Biophys J. 2021 Aug 3;120(15):3166-3179. doi: 10.1016/j.bpj.2021.06.004. Epub 2021 Jun 29.
The C-terminus of Escherichia coli RecA protein can affect the DNA binding affinity, interact with accessory proteins, and regulate the RecA activity. A substantial upward shift in the pH-reaction profile of RecA-mediated DNA strand-exchange reactions was observed for C-terminal-truncated E. coli ΔC17 RecA, Deinococcus radiodurans RecA, and Deinococcus ficus RecA. Here, the process of RecA-mediated strand exchange from the beginning to the end was investigated with florescence resonance energy transfer and tethered particle motion experiments to determine the detailed regulation mechanism. RecA proteins with a shorter C-terminus possess more stable nuclei, higher DNA binding affinities, and lower protonation requirements for the formation of nucleoprotein filaments. Moreover, more stable synaptic complexes in the homologous sequence searching process were also observed for RecA proteins with a shorter C-terminus. Our results suggest that the C-terminus of RecA proteins regulates not only the formation of RecA nucleoprotein filaments but also the entrance of secondary DNA into RecA nucleoprotein filaments.
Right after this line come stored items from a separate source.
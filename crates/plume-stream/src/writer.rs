use std::sync::atomic::Ordering;

use plume_protocol::{
    encode_record_into, ReaderState, Record, TransportRecord, WriterState, MAX_RECORD_BYTES,
};
use plume_shmem::{sem, Mapping, Region};

use crate::{ControlRegion, ConnectionConfig, TransportError};

/// Byte cost of the length-prefixed `NextBuffer` record every buffer keeps
/// room for, so rotation is always possible.
const NEXT_BUFFER_RESERVE: usize = 4 + 2;

/// Region handles to hand to the consumer process when establishing a
/// connection. Data buffers are read-only duplicates, in rotation order.
pub struct ConnectionHandles {
    pub control: Region,
    pub data_buffers: Vec<Region>,
}

/// Result of a successful append.
#[derive(Debug, Clone, Copy, PartialEq, Eq)]
pub enum AppendStatus {
    Appended,
    /// The record was appended, but the reader had parked in `Stopped` and
    /// was moved back to `Processing`; the caller must get the consumer
    /// side scheduled again.
    ReaderStopped,
}

struct ProducerBuffer {
    map: Mapping,
    /// Event index of this buffer's final `NextBuffer` record. The buffer
    /// is reusable once `processed_count` reaches it. Zero means the buffer
    /// has never been rotated out of.
    drained_at: u64,
}

impl ProducerBuffer {
    fn create(bytes: usize) -> Result<(ProducerBuffer, Region), TransportError> {
        let region = Region::create_mutable_or_read_only(bytes as u64)?;
        let peer = region.clone_read_only()?;
        // The mapping keeps the memory alive; the region handle itself is
        // not needed once the peer duplicate exists.
        let map = region.map()?;
        Ok((ProducerBuffer { map, drained_at: 0 }, peer))
    }
}

/// Producer half of the stream transport.
///
/// Single-owner: `&mut self` on every mutating operation enforces the
/// no-re-entry rule. Appends only ever touch the current buffer; ownership
/// of a buffer logically transfers to the consumer when its final
/// `NextBuffer` record is published.
pub struct StreamWriter {
    control: ControlRegion,
    buffers: Vec<ProducerBuffer>,
    current: usize,
    offset: usize,
    config: ConnectionConfig,
    scratch: Vec<u8>,
    failed: bool,
}

impl StreamWriter {
    pub fn create(
        config: ConnectionConfig,
    ) -> Result<(StreamWriter, ConnectionHandles), TransportError> {
        if config.initial_buffers < 2 {
            return Err(TransportError::Protocol(
                "rotation needs at least two data buffers",
            ));
        }
        if config.buffer_bytes <= NEXT_BUFFER_RESERVE {
            return Err(TransportError::Protocol("data buffer too small"));
        }
        let control = ControlRegion::create()?;
        let control_handle = control.share()?;

        let mut buffers = Vec::with_capacity(config.initial_buffers);
        let mut peer_buffers = Vec::with_capacity(config.initial_buffers);
        for _ in 0..config.initial_buffers {
            let (buffer, peer) = ProducerBuffer::create(config.buffer_bytes)?;
            buffers.push(buffer);
            peer_buffers.push(peer);
        }

        Ok((
            StreamWriter {
                control,
                buffers,
                current: 0,
                offset: 0,
                config,
                scratch: Vec::new(),
                failed: false,
            },
            ConnectionHandles {
                control: control_handle,
                data_buffers: peer_buffers,
            },
        ))
    }

    /// Append one record, rotating (and possibly blocking) if the current
    /// buffer cannot hold it.
    pub fn append(&mut self, record: &Record) -> Result<AppendStatus, TransportError> {
        self.check_live()?;

        let mut status = AppendStatus::Appended;
        let block = self.control.block();
        if block.reader_state.load(Ordering::SeqCst) == ReaderState::Stopped as u8 {
            // Restart a parked reader; the caller schedules the consumer.
            if block
                .reader_state
                .compare_exchange(
                    ReaderState::Stopped as u8,
                    ReaderState::Processing as u8,
                    Ordering::SeqCst,
                    Ordering::SeqCst,
                )
                .is_ok()
            {
                status = AppendStatus::ReaderStopped;
            }
        }

        self.scratch.clear();
        encode_record_into(record, &mut self.scratch);
        if self.scratch.len() > MAX_RECORD_BYTES
            || 4 + self.scratch.len() > self.config.buffer_bytes - NEXT_BUFFER_RESERVE
        {
            return Err(TransportError::RecordTooLarge);
        }

        if self.offset + 4 + self.scratch.len()
            > self.config.buffer_bytes - NEXT_BUFFER_RESERVE
        {
            self.advance_buffer()?;
        }

        let buffer = &self.buffers[self.current];
        buffer
            .map
            .write_at(self.offset, &(self.scratch.len() as u32).to_le_bytes())?;
        buffer.map.write_at(self.offset + 4, &self.scratch)?;
        self.offset += 4 + self.scratch.len();

        self.publish_event();
        Ok(status)
    }

    /// Append a checkpoint record; returns the target processed count the
    /// producer can wait on.
    pub fn create_checkpoint(&mut self) -> Result<(u64, AppendStatus), TransportError> {
        let status = self.append(&Record::Transport(TransportRecord::Checkpoint))?;
        let target = self.control.block().event_count.load(Ordering::SeqCst);
        Ok((target, status))
    }

    /// Poll until the consumer has processed up to `target` or `timeout`
    /// elapses.
    pub fn wait_for_checkpoint(&self, target: u64, timeout: std::time::Duration) -> bool {
        let deadline = std::time::Instant::now() + timeout;
        loop {
            let block = self.control.block();
            if block.processed_count.load(Ordering::SeqCst) >= target {
                return true;
            }
            if block.is_closed() || self.failed {
                return false;
            }
            if std::time::Instant::now() >= deadline {
                return false;
            }
            std::thread::sleep(std::time::Duration::from_millis(1));
        }
    }

    /// Grow the rotation by one buffer, inserted so it is used next. Legal
    /// only while the reader is parked in `Paused`; any other timing is a
    /// protocol error that fails the connection.
    pub fn add_buffer(&mut self) -> Result<Region, TransportError> {
        self.check_live()?;
        if self.control.block().reader_state.load(Ordering::SeqCst) != ReaderState::Paused as u8 {
            self.fail_connection("add_buffer while reader not paused");
            return Err(TransportError::Protocol("add_buffer while reader not paused"));
        }
        let (buffer, peer) = ProducerBuffer::create(self.config.buffer_bytes)?;
        self.buffers.insert(self.current + 1, buffer);
        Ok(peer)
    }

    /// Move the reader from `Paused` back to `Processing`. The caller gets
    /// the consumer side scheduled again (as after
    /// [`AppendStatus::ReaderStopped`]).
    pub fn restart(&self) -> Result<(), TransportError> {
        let block = self.control.block();
        block
            .reader_state
            .compare_exchange(
                ReaderState::Paused as u8,
                ReaderState::Processing as u8,
                Ordering::SeqCst,
                Ordering::SeqCst,
            )
            .map_err(|_| TransportError::Protocol("restart while reader not paused"))?;
        Ok(())
    }

    /// Idempotent teardown; wakes both sides.
    pub fn close(&self) {
        self.control.close();
    }

    pub fn is_failed(&self) -> bool {
        self.failed
            || self.control.block().reader_state.load(Ordering::SeqCst)
                == ReaderState::Failed as u8
    }

    /// Events appended so far.
    pub fn event_count(&self) -> u64 {
        self.control.block().event_count.load(Ordering::SeqCst)
    }

    fn check_live(&mut self) -> Result<(), TransportError> {
        if self.failed {
            return Err(TransportError::Failed);
        }
        let block = self.control.block();
        if block.is_closed() {
            return Err(TransportError::Closed);
        }
        if block.reader_state.load(Ordering::SeqCst) == ReaderState::Failed as u8 {
            self.failed = true;
            return Err(TransportError::Failed);
        }
        Ok(())
    }

    /// Publish the record just written: bump the event count (release), then
    /// wake the reader if it is exactly `Waiting`.
    fn publish_event(&self) {
        self.control
            .block()
            .event_count
            .fetch_add(1, Ordering::SeqCst);
        self.control.signal_reader();
    }

    /// Terminate the current buffer with a `NextBuffer` record and move to
    /// the next buffer in rotation, blocking until the consumer has drained
    /// it.
    fn advance_buffer(&mut self) -> Result<(), TransportError> {
        // The terminator gets its own buffer: scratch still holds the
        // caller's record, which is written after the rotation.
        let mut terminator = Vec::new();
        encode_record_into(
            &Record::Transport(TransportRecord::NextBuffer),
            &mut terminator,
        );
        let buffer = &self.buffers[self.current];
        buffer
            .map
            .write_at(self.offset, &(terminator.len() as u32).to_le_bytes())?;
        buffer.map.write_at(self.offset + 4, &terminator)?;
        self.publish_event();

        let stamp = self.control.block().event_count.load(Ordering::SeqCst);
        self.buffers[self.current].drained_at = stamp;

        let next = (self.current + 1) % self.buffers.len();
        let target = self.buffers[next].drained_at;
        if target != 0 {
            self.wait_for_drained(target)?;
        }
        self.current = next;
        self.offset = 0;
        Ok(())
    }

    /// The writer-side wait dance: spin, then AboutToWait with a re-check,
    /// then Waiting on the writer semaphore with a bounded timeout. A
    /// timeout is not a failure for the writer; it re-arms and keeps
    /// waiting until the buffer is drained, the connection closes, or the
    /// reader fails.
    fn wait_for_drained(&mut self, target: u64) -> Result<(), TransportError> {
        let mut spins = self.config.spin_budget;
        loop {
            let block = self.control.block();
            if block.is_closed() {
                return Err(TransportError::Closed);
            }
            if block.reader_state.load(Ordering::SeqCst) == ReaderState::Failed as u8 {
                self.failed = true;
                return Err(TransportError::Failed);
            }
            if block.processed_count.load(Ordering::SeqCst) >= target {
                block
                    .writer_state
                    .store(WriterState::Processing as u8, Ordering::SeqCst);
                return Ok(());
            }
            if spins > 0 {
                spins -= 1;
                std::hint::spin_loop();
                continue;
            }

            block
                .writer_state
                .store(WriterState::AboutToWait as u8, Ordering::SeqCst);
            if block.processed_count.load(Ordering::SeqCst) >= target {
                block
                    .writer_state
                    .store(WriterState::Processing as u8, Ordering::SeqCst);
                return Ok(());
            }

            block
                .writer_state
                .store(WriterState::Waiting as u8, Ordering::SeqCst);
            if sem::acquire_timeout(&block.writer_sem, self.config.wait_timeout) {
                // The consumer moved us to Processing before posting.
                spins = self.config.spin_budget;
                continue;
            }
            // Timed out. Resolve the race against a concurrent signal with a
            // single CAS; if it fails a signal arrived and its post must be
            // consumed so counts stay balanced.
            if block
                .writer_state
                .compare_exchange(
                    WriterState::Waiting as u8,
                    WriterState::Processing as u8,
                    Ordering::SeqCst,
                    Ordering::SeqCst,
                )
                .is_err()
            {
                sem::try_acquire(&block.writer_sem);
            }
            spins = self.config.spin_budget;
        }
    }

    fn fail_connection(&mut self, reason: &'static str) {
        if self.failed {
            return;
        }
        self.failed = true;
        tracing::error!("transport failed: {reason}");
        let block = self.control.block();
        block
            .writer_state
            .store(WriterState::Failed as u8, Ordering::SeqCst);
        block
            .reader_state
            .store(ReaderState::Failed as u8, Ordering::SeqCst);
        sem::post(&block.reader_sem);
        sem::post(&block.writer_sem);
    }
}

#[cfg(test)]
mod tests {
    use super::*;
    use plume_protocol::SurfaceRecord;

    fn small_config() -> ConnectionConfig {
        ConnectionConfig {
            buffer_bytes: 64,
            ..ConnectionConfig::default()
        }
    }

    #[test]
    fn create_hands_out_rotation_handles() {
        let (writer, handles) = StreamWriter::create(ConnectionConfig::default()).unwrap();
        assert_eq!(handles.data_buffers.len(), 2);
        assert_eq!(writer.event_count(), 0);
        for region in &handles.data_buffers {
            assert_eq!(region.size(), 256 * 1024);
        }
    }

    #[test]
    fn single_buffer_config_is_rejected() {
        let config = ConnectionConfig {
            initial_buffers: 1,
            ..ConnectionConfig::default()
        };
        assert!(matches!(
            StreamWriter::create(config),
            Err(TransportError::Protocol(_))
        ));
    }

    #[test]
    fn append_publishes_events() {
        let (mut writer, _handles) = StreamWriter::create(small_config()).unwrap();
        writer
            .append(&Record::Surface(SurfaceRecord::Unlock { owner: 1 }))
            .unwrap();
        assert_eq!(writer.event_count(), 1);
    }

    #[test]
    fn oversized_record_is_rejected_up_front() {
        // Buffers too small to ever hold an AwaitToken record.
        let config = ConnectionConfig {
            buffer_bytes: NEXT_BUFFER_RESERVE + 4,
            ..ConnectionConfig::default()
        };
        let (mut writer, _handles) = StreamWriter::create(config).unwrap();
        assert!(matches!(
            writer.append(&Record::Transport(TransportRecord::AwaitToken { token: 1 })),
            Err(TransportError::RecordTooLarge)
        ));
        assert_eq!(writer.event_count(), 0);
    }

    #[test]
    fn add_buffer_without_pause_fails_connection() {
        let (mut writer, _handles) = StreamWriter::create(small_config()).unwrap();
        assert!(matches!(
            writer.add_buffer(),
            Err(TransportError::Protocol(_))
        ));
        assert!(writer.is_failed());
        assert!(matches!(
            writer.append(&Record::Transport(TransportRecord::Pause)),
            Err(TransportError::Failed)
        ));
    }

    #[test]
    fn append_after_close_is_rejected() {
        let (mut writer, _handles) = StreamWriter::create(small_config()).unwrap();
        writer.close();
        assert!(matches!(
            writer.append(&Record::Transport(TransportRecord::Pause)),
            Err(TransportError::Closed)
        ));
    }
}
大肠杆菌 RecA 蛋白的 C 端可以影响 DNA 结合亲和力,与辅助蛋白相互作用,并调节 RecA 活性。对于 C 端截断的大肠杆菌 ΔC17 RecA、耐辐射球菌 RecA 和榕生球菌 RecA,观察到 RecA 介导的 DNA 链交换反应的 pH 反应谱有显著向上移动。在这里,通过荧光共振能量转移和束缚粒子运动实验从开始到结束研究 RecA 介导的链交换过程,以确定详细的调节机制。C 端较短的 RecA 蛋白具有更稳定的核、更高的 DNA 结合亲和力和形成核蛋白丝所需的更低质子化要求。此外,对于 C 端较短的 RecA 蛋白,在同源序列搜索过程中也观察到更稳定的突触复合物。我们的结果表明,RecA 蛋白的 C 端不仅调节 RecA 核蛋白丝的形成,而且调节二级 DNA 进入 RecA 核蛋白丝。